EXERCISE DESCRIPTION:
What follows is a set of records. Repeat every one of them exactly.

Stored items:
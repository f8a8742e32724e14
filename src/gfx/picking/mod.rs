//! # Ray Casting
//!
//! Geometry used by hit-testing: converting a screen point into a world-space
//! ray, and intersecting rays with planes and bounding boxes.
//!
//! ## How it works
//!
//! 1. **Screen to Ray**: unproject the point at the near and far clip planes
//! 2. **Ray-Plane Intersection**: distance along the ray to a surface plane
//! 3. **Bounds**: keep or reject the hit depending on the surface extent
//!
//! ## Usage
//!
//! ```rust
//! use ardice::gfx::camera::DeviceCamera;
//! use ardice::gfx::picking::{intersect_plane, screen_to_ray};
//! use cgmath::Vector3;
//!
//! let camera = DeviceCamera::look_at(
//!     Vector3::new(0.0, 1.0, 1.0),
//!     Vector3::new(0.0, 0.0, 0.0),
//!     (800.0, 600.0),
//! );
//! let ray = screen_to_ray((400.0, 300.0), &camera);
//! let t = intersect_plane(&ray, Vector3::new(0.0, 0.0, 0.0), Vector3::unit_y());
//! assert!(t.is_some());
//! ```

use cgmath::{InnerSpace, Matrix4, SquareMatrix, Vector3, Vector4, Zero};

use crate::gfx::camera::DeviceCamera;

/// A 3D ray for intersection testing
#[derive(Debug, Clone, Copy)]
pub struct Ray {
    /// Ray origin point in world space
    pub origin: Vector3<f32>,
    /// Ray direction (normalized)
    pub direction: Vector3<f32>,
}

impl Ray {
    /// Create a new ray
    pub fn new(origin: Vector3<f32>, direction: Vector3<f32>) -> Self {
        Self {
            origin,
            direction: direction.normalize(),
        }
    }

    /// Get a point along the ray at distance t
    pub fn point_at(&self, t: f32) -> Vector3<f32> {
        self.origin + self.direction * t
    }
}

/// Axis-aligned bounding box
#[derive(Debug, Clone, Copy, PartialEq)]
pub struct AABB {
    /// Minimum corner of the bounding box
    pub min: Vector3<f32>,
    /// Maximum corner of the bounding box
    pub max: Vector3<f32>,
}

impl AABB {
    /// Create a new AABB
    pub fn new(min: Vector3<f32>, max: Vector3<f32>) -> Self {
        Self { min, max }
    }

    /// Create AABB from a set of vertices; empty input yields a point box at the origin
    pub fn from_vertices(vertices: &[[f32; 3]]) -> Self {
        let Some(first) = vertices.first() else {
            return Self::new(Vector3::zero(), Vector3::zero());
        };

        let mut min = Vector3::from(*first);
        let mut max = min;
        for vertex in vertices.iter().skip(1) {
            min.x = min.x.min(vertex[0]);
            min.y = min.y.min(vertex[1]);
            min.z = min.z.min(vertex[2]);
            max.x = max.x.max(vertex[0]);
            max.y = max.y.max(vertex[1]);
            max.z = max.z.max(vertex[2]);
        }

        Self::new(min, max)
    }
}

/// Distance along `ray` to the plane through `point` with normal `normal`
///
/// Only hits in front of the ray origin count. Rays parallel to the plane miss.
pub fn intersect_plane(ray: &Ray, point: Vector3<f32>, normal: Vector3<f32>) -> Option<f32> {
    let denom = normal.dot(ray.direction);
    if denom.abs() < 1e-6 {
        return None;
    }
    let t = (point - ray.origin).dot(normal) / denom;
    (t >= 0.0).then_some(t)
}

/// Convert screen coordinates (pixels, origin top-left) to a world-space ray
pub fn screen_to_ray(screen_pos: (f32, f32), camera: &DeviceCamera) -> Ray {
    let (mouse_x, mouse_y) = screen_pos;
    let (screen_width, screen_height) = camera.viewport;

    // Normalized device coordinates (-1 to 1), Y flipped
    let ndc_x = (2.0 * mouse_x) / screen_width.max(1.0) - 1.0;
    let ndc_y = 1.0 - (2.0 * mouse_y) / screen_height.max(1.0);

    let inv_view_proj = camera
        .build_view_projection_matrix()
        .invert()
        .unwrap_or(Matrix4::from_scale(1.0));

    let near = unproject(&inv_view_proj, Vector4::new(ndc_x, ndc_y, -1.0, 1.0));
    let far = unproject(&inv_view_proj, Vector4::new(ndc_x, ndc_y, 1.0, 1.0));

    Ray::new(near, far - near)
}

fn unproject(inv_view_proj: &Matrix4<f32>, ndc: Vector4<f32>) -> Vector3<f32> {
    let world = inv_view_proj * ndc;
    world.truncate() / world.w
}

SOLUTION FOR THIS PROBLEM:
repository f8a8742e32724e14
filename src/gfx/picking/mod.rs
//! # Ray Casting
//!
//! Geometry used by hit-testing: converting a screen point into a world-space
//! ray, and intersecting rays with planes and bounding boxes.
//!
//! ## How it works
//!
//! 1. **Screen to Ray**: unproject the point at the near and far clip planes
//! 2. **Ray-Plane Intersection**: distance along the ray to a surface plane
//! 3. **Bounds**: keep or reject the hit depending on the surface extent
//!
//! ## Usage
//!
//! ```rust
//! use ardice::gfx::camera::DeviceCamera;
//! use ardice::gfx::picking::{intersect_plane, screen_to_ray};
//! use cgmath::Vector3;
//!
//! let camera = DeviceCamera::look_at(
//!     Vector3::new(0.0, 1.0, 1.0),
//!     Vector3::new(0.0, 0.0, 0.0),
//!     (800.0, 600.0),
//! );
//! let ray = screen_to_ray((400.0, 300.0), &camera);
//! let t = intersect_plane(&ray, Vector3::new(0.0, 0.0, 0.0), Vector3::unit_y());
//! assert!(t.is_some());
//! ```

use cgmath::{InnerSpace, Matrix4, SquareMatrix, Vector3, Vector4, Zero};

use crate::gfx::camera::DeviceCamera;

/// A 3D ray for intersection testing
#[derive(Debug, Clone, Copy)]
pub struct Ray {
    /// Ray origin point in world space
    pub origin: Vector3<f32>,
    /// Ray direction (normalized)
    pub direction: Vector3<f32>,
}

impl Ray {
    /// Create a new ray
    pub fn new(origin: Vector3<f32>, direction: Vector3<f32>) -> Self {
        Self {
            origin,
            direction: direction.normalize(),
        }
    }

    /// Get a point along the ray at distance t
    pub fn point_at(&self, t: f32) -> Vector3<f32> {
        self.origin + self.direction * t
    }
}

/// Axis-aligned bounding box
#[derive(Debug, Clone, Copy, PartialEq)]
pub struct AABB {
    /// Minimum corner of the bounding box
    pub min: Vector3<f32>,
    /// Maximum corner of the bounding box
    pub max: Vector3<f32>,
}

impl AABB {
    /// Create a new AABB
    pub fn new(min: Vector3<f32>, max: Vector3<f32>) -> Self {
        Self { min, max }
    }

    /// Create AABB from a set of vertices; empty input yields a point box at the origin
    pub fn from_vertices(vertices: &[[f32; 3]]) -> Self {
        let Some(first) = vertices.first() else {
            return Self::new(Vector3::zero(), Vector3::zero());
        };

        let mut min = Vector3::from(*first);
        let mut max = min;
        for vertex in vertices.iter().skip(1) {
            min.x = min.x.min(vertex[0]);
            min.y = min.y.min(vertex[1]);
            min.z = min.z.min(vertex[2]);
            max.x = max.x.max(vertex[0]);
            max.y = max.y.max(vertex[1]);
            max.z = max.z.max(vertex[2]);
        }

        Self::new(min, max)
    }
}

/// Distance along `ray` to the plane through `point` with normal `normal`
///
/// Only hits in front of the ray origin count. Rays parallel to the plane miss.
pub fn intersect_plane(ray: &Ray, point: Vector3<f32>, normal: Vector3<f32>) -> Option<f32> {
    let denom = normal.dot(ray.direction);
    if denom.abs() < 1e-6 {
        return None;
    }
    let t = (point - ray.origin).dot(normal) / denom;
    (t >= 0.0).then_some(t)
}

/// Convert screen coordinates (pixels, origin top-left) to a world-space ray
pub fn screen_to_ray(screen_pos: (f32, f32), camera: &DeviceCamera) -> Ray {
    let (mouse_x, mouse_y) = screen_pos;
    let (screen_width, screen_height) = camera.viewport;

    // Normalized device coordinates (-1 to 1), Y flipped
    let ndc_x = (2.0 * mouse_x) / screen_width.max(1.0) - 1.0;
    let ndc_y = 1.0 - (2.0 * mouse_y) / screen_height.max(1.0);

    let inv_view_proj = camera
        .build_view_projection_matrix()
        .invert()
        .unwrap_or(Matrix4::from_scale(1.0));

    let near = unproject(&inv_view_proj, Vector4::new(ndc_x, ndc_y, -1.0, 1.0));
    let far = unproject(&inv_view_proj, Vector4::new(ndc_x, ndc_y, 1.0, 1.0));

    Ray::new(near, far - near)
}

fn unproject(inv_view_proj: &Matrix4<f32>, ndc: Vector4<f32>) -> Vector3<f32> {
    let world = inv_view_proj * ndc;
    world.truncate() / world.w
}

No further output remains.